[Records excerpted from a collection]
________________

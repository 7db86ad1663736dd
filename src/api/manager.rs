use log::debug;

use super::client::{Backend, ClientOptions, PrometheusClient};
use super::constants::headers;
use crate::auth::{AuthOptions, IdentityProvider, KeystoneClient, resolve_session};
use crate::error::{MaiaError, Result};

/// Everything needed to reach the backend for one invocation
#[derive(Debug, Clone, Default)]
pub struct ConnectionSettings {
    /// Direct backend URL; bypasses authentication entirely
    pub prometheus_url: Option<String>,
    /// Backend URL used instead of the one from the service catalog
    pub maia_url: Option<String>,
    /// Ask for answers from the global (cross-region) backend
    pub global: bool,
    pub auth: AuthOptions,
    pub client: ClientOptions,
}

/// Where requests go and which headers they carry
#[derive(Debug, Clone, PartialEq, Eq)]
pub struct BackendTarget {
    pub url: String,
    pub headers: Vec<(String, String)>,
}

/// Lazily resolves and then memoizes the backend of one invocation.
///
/// The first call to [`SessionManager::backend`] authenticates (unless a
/// direct backend URL is set); later calls reuse the same backend.
pub struct SessionManager {
    settings: ConnectionSettings,
    identity_provider: Option<Box<dyn IdentityProvider>>,
    backend: Option<Box<dyn Backend>>,
}

fn non_empty(value: &Option<String>) -> Option<&str> {
    value.as_deref().filter(|v| !v.is_empty())
}

impl SessionManager {
    pub fn new(settings: ConnectionSettings) -> Self {
        Self {
            settings,
            identity_provider: None,
            backend: None,
        }
    }

    /// Use this identity provider instead of a Keystone client built from the
    /// auth URL.
    pub fn with_identity_provider(mut self, provider: Box<dyn IdentityProvider>) -> Self {
        self.identity_provider = Some(provider);
        self
    }

    /// Use this backend instead of resolving one.
    pub fn with_backend(mut self, backend: Box<dyn Backend>) -> Self {
        self.backend = Some(backend);
        self
    }

    pub fn global(&self) -> bool {
        self.settings.global
    }

    fn global_header(&self, list: &mut Vec<(String, String)>) {
        if self.settings.global {
            list.push((headers::GLOBAL_REGION.to_string(), "true".to_string()));
        }
    }

    /// Work out the backend URL and headers, authenticating when needed.
    pub async fn resolve_target(&self) -> Result<BackendTarget> {
        if let Some(url) = non_empty(&self.settings.prometheus_url) {
            debug!("Talking to backend {} directly", url);
            let mut list = Vec::new();
            self.global_header(&mut list);
            return Ok(BackendTarget {
                url: url.to_string(),
                headers: list,
            });
        }

        let Some(auth_url) = non_empty(&self.settings.auth.identity_endpoint) else {
            return Err(MaiaError::config(
                "either --os-auth-url or --prometheus-url need to be specified",
            ));
        };

        let keystone;
        let provider: &dyn IdentityProvider = match &self.identity_provider {
            Some(provider) => provider.as_ref(),
            None => {
                keystone = KeystoneClient::new(auth_url, self.settings.client.insecure)?;
                &keystone
            }
        };

        let session = resolve_session(
            self.settings.auth.clone(),
            non_empty(&self.settings.maia_url),
            provider,
        )
        .await?;

        let mut list = vec![(headers::AUTH_TOKEN.to_string(), session.token)];
        self.global_header(&mut list);
        Ok(BackendTarget {
            url: session.endpoint,
            headers: list,
        })
    }

    /// The backend of this invocation, created on first use.
    pub async fn backend(&mut self) -> Result<&dyn Backend> {
        if self.backend.is_none() {
            let target = self.resolve_target().await?;
            let client = PrometheusClient::new(&target.url, target.headers, &self.settings.client)?;
            self.backend = Some(Box::new(client));
        }
        match &self.backend {
            Some(backend) => Ok(backend.as_ref()),
            None => Err(MaiaError::config("no backend available")),
        }
    }
}
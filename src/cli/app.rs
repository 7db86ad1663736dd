use clap::{Args, Parser, Subcommand};

use super::commands::label_values::{LabelNamesArgs, LabelValuesArgs};
use super::commands::query::QueryArgs;
use super::commands::series::SeriesArgs;
use super::commands::snapshot::SnapshotArgs;
use crate::api::ClientOptions;
use crate::api::ConnectionSettings;
use crate::auth::{AuthOptions, Scope};
use crate::config::Config;
use crate::render::OutputFormat;

#[derive(Parser)]
#[command(name = "maia")]
#[command(version)]
#[command(about = "Query the Maia multi-tenant metrics service")]
pub struct Cli {
    #[command(flatten)]
    pub auth: AuthArgs,

    #[command(flatten)]
    pub backend: BackendArgs,

    #[command(flatten)]
    pub output: OutputArgs,

    #[command(subcommand)]
    pub command: Commands,
}

#[derive(Subcommand)]
pub enum Commands {
    /// Get a snapshot of the current metric values for a project/domain
    Snapshot(SnapshotArgs),
    /// Perform a PromQL query
    Query(QueryArgs),
    /// List measurement series for a project/domain
    Series(SeriesArgs),
    /// Get the values of a label
    LabelValues(LabelValuesArgs),
    /// Get the list of metric names
    MetricNames,
    /// Get the list of label names
    LabelNames(LabelNamesArgs),
}

/// OpenStack credentials, also taken from the usual `OS_*` variables
#[derive(Args, Debug, Clone, Default)]
pub struct AuthArgs {
    /// OpenStack authentication URL
    #[arg(long, global = true, env = "OS_AUTH_URL")]
    pub os_auth_url: Option<String>,

    /// OpenStack username
    #[arg(long, global = true, env = "OS_USERNAME")]
    pub os_username: Option<String>,

    /// OpenStack user ID
    #[arg(long, global = true, env = "OS_USER_ID")]
    pub os_user_id: Option<String>,

    /// OpenStack password
    #[arg(long, global = true, env = "OS_PASSWORD", hide_env_values = true)]
    pub os_password: Option<String>,

    /// Domain name of the user
    #[arg(long, global = true, env = "OS_USER_DOMAIN_NAME")]
    pub os_user_domain_name: Option<String>,

    /// Domain ID of the user
    #[arg(long, global = true, env = "OS_USER_DOMAIN_ID")]
    pub os_user_domain_id: Option<String>,

    /// Project name to scope to
    #[arg(long, global = true, env = "OS_PROJECT_NAME")]
    pub os_project_name: Option<String>,

    /// Project ID to scope to
    #[arg(long, global = true, env = "OS_PROJECT_ID")]
    pub os_project_id: Option<String>,

    /// Domain name of the project
    #[arg(long, global = true, env = "OS_PROJECT_DOMAIN_NAME")]
    pub os_project_domain_name: Option<String>,

    /// Domain name to scope to
    #[arg(long, global = true, env = "OS_DOMAIN_NAME")]
    pub os_domain_name: Option<String>,

    /// Domain ID to scope to
    #[arg(long, global = true, env = "OS_DOMAIN_ID")]
    pub os_domain_id: Option<String>,

    /// Keystone token
    #[arg(long, global = true, env = "OS_TOKEN", hide_env_values = true)]
    pub os_token: Option<String>,

    /// Authentication type: password, token or v3applicationcredential
    #[arg(long, global = true, env = "OS_AUTH_TYPE")]
    pub os_auth_type: Option<String>,

    /// Application credential name
    #[arg(long, global = true, env = "OS_APPLICATION_CREDENTIAL_NAME")]
    pub os_application_credential_name: Option<String>,

    /// Application credential ID
    #[arg(long, global = true, env = "OS_APPLICATION_CREDENTIAL_ID")]
    pub os_application_credential_id: Option<String>,

    /// Application credential secret
    #[arg(
        long,
        global = true,
        env = "OS_APPLICATION_CREDENTIAL_SECRET",
        hide_env_values = true
    )]
    pub os_application_credential_secret: Option<String>,
}

#[derive(Args, Debug, Clone, Default)]
pub struct BackendArgs {
    /// URL of the Maia service (overrides the service catalog)
    #[arg(long, global = true, env = "MAIA_URL")]
    pub maia_url: Option<String>,

    /// URL of the Prometheus server backing Maia; skips authentication
    #[arg(long, global = true, env = "MAIA_PROMETHEUS_URL")]
    pub prometheus_url: Option<String>,

    /// Use global keystone backend for metrics queries
    #[arg(long, global = true)]
    pub global: bool,
}

#[derive(Args, Debug, Clone)]
pub struct OutputArgs {
    /// Output format (default depends on the command)
    #[arg(short, long, global = true, ignore_case = true)]
    pub format: Option<OutputFormat>,

    /// Columns to print, comma-separated (table and value formats)
    #[arg(short, long, global = true)]
    pub columns: Option<String>,

    /// Separator between columns
    #[arg(long, global = true, default_value = " ")]
    pub separator: String,

    /// Handlebars template applied to the JSON response (--format template)
    #[arg(long, global = true)]
    pub template: Option<String>,

    /// Time zone of rendered timestamps: IANA name or "local"
    #[arg(long, global = true)]
    pub timezone: Option<String>,
}

impl AuthArgs {
    pub fn to_options(&self) -> AuthOptions {
        // an explicit domain scope wins over the project's domain
        let scope_domain = self
            .os_domain_name
            .clone()
            .filter(|d| !d.is_empty())
            .or_else(|| self.os_project_domain_name.clone());

        AuthOptions {
            identity_endpoint: self.os_auth_url.clone(),
            auth_type: self.os_auth_type.clone(),
            username: self.os_username.clone(),
            user_id: self.os_user_id.clone(),
            password: self.os_password.clone(),
            domain_id: self.os_user_domain_id.clone(),
            domain_name: self.os_user_domain_name.clone(),
            token: self.os_token.clone(),
            application_credential_id: self.os_application_credential_id.clone(),
            application_credential_name: self.os_application_credential_name.clone(),
            application_credential_secret: self.os_application_credential_secret.clone(),
            scope: Scope {
                project_id: self.os_project_id.clone(),
                project_name: self.os_project_name.clone(),
                domain_id: self.os_domain_id.clone(),
                domain_name: scope_domain,
            },
        }
    }
}

impl OutputArgs {
    pub fn column_list(&self) -> Vec<String> {
        self.columns
            .as_deref()
            .filter(|c| !c.is_empty())
            .map(|c| c.split(',').map(str::to_string).collect())
            .unwrap_or_default()
    }
}

impl Cli {
    pub fn connection_settings(&self, config: &Config) -> ConnectionSettings {
        ConnectionSettings {
            prometheus_url: self.backend.prometheus_url.clone(),
            maia_url: self.backend.maia_url.clone(),
            global: self.backend.global,
            auth: self.auth.to_options(),
            client: ClientOptions {
                proxy: config.maia.proxy.clone(),
                federate_url: config.maia.federate_url.clone(),
                insecure: config.maia.insecure,
            },
        }
    }
}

________________

Copy all the lines from the data above that hold the word "metrics".

#[command(about = "Query the Maia multi-tenant metrics service")]
    /// Use global keystone backend for metrics queries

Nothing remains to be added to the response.